:: INPUT ::

=-=-=

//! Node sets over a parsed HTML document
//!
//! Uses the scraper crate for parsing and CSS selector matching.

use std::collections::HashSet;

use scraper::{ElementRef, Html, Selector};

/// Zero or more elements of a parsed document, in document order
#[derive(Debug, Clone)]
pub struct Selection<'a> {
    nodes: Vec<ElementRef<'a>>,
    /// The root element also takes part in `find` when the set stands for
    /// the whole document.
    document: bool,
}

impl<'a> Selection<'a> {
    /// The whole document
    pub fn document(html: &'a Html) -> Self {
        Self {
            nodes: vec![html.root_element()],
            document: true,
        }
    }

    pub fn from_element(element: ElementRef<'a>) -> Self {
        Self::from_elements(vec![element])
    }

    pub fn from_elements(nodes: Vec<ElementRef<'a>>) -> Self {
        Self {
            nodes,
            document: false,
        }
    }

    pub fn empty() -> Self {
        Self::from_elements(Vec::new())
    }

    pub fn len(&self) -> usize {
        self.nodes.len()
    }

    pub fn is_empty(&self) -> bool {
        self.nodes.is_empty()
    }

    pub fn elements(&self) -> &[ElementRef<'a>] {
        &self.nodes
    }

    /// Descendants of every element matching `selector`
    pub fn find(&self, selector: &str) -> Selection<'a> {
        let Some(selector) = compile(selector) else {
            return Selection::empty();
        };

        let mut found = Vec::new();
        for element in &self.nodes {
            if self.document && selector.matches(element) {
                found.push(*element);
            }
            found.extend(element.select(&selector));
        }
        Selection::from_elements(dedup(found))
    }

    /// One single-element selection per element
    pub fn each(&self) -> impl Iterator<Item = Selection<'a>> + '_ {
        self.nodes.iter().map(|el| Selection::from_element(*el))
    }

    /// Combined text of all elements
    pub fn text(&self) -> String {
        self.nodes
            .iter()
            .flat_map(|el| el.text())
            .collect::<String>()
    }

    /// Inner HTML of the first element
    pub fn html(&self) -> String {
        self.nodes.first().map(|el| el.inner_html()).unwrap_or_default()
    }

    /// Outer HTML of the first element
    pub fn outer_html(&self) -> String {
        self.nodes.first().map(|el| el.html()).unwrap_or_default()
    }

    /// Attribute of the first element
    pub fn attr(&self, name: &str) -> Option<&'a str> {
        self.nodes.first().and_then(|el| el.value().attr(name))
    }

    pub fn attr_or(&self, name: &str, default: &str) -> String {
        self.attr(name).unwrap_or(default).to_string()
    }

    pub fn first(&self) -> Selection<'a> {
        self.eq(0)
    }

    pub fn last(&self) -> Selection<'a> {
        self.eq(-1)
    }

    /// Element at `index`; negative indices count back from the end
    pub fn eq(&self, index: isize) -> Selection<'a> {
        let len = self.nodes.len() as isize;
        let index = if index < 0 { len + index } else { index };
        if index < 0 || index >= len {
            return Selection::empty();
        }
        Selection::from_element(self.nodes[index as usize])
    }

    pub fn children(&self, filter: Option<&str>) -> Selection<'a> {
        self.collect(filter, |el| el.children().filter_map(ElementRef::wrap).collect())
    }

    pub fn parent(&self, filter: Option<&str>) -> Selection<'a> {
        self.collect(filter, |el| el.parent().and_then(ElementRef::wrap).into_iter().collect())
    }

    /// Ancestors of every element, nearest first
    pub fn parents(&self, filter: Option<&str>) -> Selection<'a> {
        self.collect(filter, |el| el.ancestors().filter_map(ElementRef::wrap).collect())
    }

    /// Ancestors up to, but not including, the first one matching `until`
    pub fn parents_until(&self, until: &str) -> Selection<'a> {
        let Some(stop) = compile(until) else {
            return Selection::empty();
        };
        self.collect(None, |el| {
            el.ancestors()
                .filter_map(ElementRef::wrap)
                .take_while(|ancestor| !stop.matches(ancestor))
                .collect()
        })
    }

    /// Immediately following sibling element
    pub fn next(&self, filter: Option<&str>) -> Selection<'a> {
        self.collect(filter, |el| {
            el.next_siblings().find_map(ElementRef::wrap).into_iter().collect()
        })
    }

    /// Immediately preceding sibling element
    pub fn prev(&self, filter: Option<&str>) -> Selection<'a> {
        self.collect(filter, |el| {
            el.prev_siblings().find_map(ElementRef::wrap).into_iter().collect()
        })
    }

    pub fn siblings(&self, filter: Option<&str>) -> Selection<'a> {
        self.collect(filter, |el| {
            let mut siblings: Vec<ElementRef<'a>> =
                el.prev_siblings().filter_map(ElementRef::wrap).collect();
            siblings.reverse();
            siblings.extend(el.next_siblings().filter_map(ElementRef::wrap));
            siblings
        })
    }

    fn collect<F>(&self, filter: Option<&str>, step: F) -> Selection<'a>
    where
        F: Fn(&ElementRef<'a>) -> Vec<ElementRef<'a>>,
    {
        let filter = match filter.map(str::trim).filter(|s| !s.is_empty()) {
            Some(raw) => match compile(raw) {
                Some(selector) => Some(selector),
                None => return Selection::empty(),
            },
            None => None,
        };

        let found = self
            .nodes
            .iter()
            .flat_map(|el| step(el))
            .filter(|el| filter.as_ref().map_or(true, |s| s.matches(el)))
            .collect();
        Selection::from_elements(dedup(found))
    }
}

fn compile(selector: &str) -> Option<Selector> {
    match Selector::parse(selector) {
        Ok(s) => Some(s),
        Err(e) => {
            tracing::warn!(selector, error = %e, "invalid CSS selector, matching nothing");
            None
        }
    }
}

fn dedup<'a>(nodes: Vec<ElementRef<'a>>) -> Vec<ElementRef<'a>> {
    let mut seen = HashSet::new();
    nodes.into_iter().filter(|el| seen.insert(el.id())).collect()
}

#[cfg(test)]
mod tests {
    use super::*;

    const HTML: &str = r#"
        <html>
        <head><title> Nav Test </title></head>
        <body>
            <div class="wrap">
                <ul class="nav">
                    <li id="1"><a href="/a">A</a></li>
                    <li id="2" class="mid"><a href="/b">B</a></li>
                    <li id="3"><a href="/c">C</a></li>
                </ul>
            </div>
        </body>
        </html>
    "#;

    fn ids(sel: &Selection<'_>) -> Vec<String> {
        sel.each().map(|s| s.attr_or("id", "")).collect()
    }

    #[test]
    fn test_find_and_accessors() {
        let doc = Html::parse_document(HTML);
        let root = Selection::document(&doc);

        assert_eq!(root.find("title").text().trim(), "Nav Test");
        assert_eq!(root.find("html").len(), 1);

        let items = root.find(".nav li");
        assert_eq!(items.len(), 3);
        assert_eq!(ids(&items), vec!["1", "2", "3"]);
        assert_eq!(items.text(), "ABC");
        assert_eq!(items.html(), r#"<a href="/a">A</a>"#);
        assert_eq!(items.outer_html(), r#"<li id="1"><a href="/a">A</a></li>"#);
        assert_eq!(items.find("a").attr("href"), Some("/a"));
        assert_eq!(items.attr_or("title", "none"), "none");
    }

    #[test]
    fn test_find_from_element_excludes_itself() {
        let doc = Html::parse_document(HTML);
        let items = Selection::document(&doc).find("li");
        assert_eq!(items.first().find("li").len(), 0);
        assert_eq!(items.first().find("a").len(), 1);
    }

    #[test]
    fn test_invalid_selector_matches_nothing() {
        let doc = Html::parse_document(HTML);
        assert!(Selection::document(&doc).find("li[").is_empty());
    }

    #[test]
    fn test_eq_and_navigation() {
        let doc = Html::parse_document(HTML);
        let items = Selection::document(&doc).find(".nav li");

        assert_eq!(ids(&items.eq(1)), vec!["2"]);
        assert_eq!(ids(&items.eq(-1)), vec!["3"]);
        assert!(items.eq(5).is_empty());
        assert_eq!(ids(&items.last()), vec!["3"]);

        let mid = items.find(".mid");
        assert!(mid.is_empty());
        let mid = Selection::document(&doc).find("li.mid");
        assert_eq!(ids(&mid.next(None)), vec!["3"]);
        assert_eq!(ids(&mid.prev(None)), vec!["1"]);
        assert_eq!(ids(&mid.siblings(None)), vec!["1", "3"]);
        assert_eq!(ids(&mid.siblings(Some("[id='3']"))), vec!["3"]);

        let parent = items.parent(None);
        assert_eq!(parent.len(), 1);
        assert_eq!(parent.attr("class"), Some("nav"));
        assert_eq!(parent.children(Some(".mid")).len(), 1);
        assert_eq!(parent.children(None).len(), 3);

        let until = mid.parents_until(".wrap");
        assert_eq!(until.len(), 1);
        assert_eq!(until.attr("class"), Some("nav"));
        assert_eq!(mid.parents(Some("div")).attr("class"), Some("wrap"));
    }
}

=-=-=

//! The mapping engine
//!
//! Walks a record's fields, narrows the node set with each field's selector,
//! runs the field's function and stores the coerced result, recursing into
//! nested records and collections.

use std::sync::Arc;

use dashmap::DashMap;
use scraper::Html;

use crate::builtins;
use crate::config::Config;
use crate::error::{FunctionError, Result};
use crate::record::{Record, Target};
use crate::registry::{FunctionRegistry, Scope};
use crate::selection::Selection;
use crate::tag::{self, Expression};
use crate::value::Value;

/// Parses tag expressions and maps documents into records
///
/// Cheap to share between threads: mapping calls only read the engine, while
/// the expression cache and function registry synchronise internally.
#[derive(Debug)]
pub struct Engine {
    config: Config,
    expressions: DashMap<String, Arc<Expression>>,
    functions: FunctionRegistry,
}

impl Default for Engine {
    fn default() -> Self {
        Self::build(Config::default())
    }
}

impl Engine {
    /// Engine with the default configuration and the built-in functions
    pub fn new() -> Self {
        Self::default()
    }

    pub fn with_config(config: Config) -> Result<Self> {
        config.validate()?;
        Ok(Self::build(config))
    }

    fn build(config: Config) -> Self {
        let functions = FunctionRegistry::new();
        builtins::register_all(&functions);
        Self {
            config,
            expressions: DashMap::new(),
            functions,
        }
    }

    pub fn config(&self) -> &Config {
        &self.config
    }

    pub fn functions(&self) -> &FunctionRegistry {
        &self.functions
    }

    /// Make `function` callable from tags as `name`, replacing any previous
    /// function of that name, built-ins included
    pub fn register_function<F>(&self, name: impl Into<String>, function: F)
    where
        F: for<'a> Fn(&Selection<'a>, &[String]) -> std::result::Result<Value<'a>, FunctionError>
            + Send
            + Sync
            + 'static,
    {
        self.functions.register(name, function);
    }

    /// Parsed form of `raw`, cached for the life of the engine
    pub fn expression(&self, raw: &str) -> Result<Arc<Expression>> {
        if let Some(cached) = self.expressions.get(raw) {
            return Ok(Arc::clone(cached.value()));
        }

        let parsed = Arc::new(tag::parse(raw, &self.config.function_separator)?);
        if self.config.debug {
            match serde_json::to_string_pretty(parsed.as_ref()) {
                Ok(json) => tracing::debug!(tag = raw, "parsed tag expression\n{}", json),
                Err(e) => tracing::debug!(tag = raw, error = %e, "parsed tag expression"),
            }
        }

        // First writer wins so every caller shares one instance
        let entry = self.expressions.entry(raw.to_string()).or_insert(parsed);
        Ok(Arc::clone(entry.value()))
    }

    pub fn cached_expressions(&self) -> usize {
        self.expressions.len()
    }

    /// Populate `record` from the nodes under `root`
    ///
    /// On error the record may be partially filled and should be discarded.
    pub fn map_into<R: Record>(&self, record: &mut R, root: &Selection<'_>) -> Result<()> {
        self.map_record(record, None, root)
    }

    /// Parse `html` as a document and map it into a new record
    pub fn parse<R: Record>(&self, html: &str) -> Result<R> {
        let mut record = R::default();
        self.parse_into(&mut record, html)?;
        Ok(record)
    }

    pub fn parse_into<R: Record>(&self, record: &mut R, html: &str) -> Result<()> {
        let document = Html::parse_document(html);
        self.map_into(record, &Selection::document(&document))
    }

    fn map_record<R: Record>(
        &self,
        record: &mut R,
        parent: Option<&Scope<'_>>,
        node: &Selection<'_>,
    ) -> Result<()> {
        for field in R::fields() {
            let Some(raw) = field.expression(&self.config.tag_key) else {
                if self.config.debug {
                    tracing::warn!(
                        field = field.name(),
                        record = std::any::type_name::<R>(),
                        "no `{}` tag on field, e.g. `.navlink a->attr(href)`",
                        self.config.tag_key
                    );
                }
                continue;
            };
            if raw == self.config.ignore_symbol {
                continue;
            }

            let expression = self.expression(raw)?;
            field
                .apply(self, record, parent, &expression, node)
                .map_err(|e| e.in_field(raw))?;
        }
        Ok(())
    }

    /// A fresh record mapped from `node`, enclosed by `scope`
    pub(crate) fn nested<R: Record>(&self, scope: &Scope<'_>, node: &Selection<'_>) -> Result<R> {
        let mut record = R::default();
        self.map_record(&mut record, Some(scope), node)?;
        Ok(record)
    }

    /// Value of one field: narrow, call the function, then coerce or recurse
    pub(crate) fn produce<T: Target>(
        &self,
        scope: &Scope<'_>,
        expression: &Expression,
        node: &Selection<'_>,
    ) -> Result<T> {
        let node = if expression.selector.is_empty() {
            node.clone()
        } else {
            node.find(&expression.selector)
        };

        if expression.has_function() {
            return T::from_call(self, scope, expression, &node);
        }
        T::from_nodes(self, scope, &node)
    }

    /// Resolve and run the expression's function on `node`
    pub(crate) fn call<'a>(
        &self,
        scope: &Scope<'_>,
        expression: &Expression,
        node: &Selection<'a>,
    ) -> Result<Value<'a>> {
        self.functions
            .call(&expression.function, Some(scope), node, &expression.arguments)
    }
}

=-=-=

:: YOUR INSTRUCTIONS ::
Copy out each line of the listing that holds the word "Option".

:: REPLY TO THE EXERCISE ::
    pub fn attr(&self, name: &str) -> Option<&'a str> {
    pub fn children(&self, filter: Option<&str>) -> Selection<'a> {
    pub fn parent(&self, filter: Option<&str>) -> Selection<'a> {
    pub fn parents(&self, filter: Option<&str>) -> Selection<'a> {
    pub fn next(&self, filter: Option<&str>) -> Selection<'a> {
    pub fn prev(&self, filter: Option<&str>) -> Selection<'a> {
    pub fn siblings(&self, filter: Option<&str>) -> Selection<'a> {
    fn collect<F>(&self, filter: Option<&str>, step: F) -> Selection<'a>
fn compile(selector: &str) -> Option<Selector> {
        parent: Option<&Scope<'_>>,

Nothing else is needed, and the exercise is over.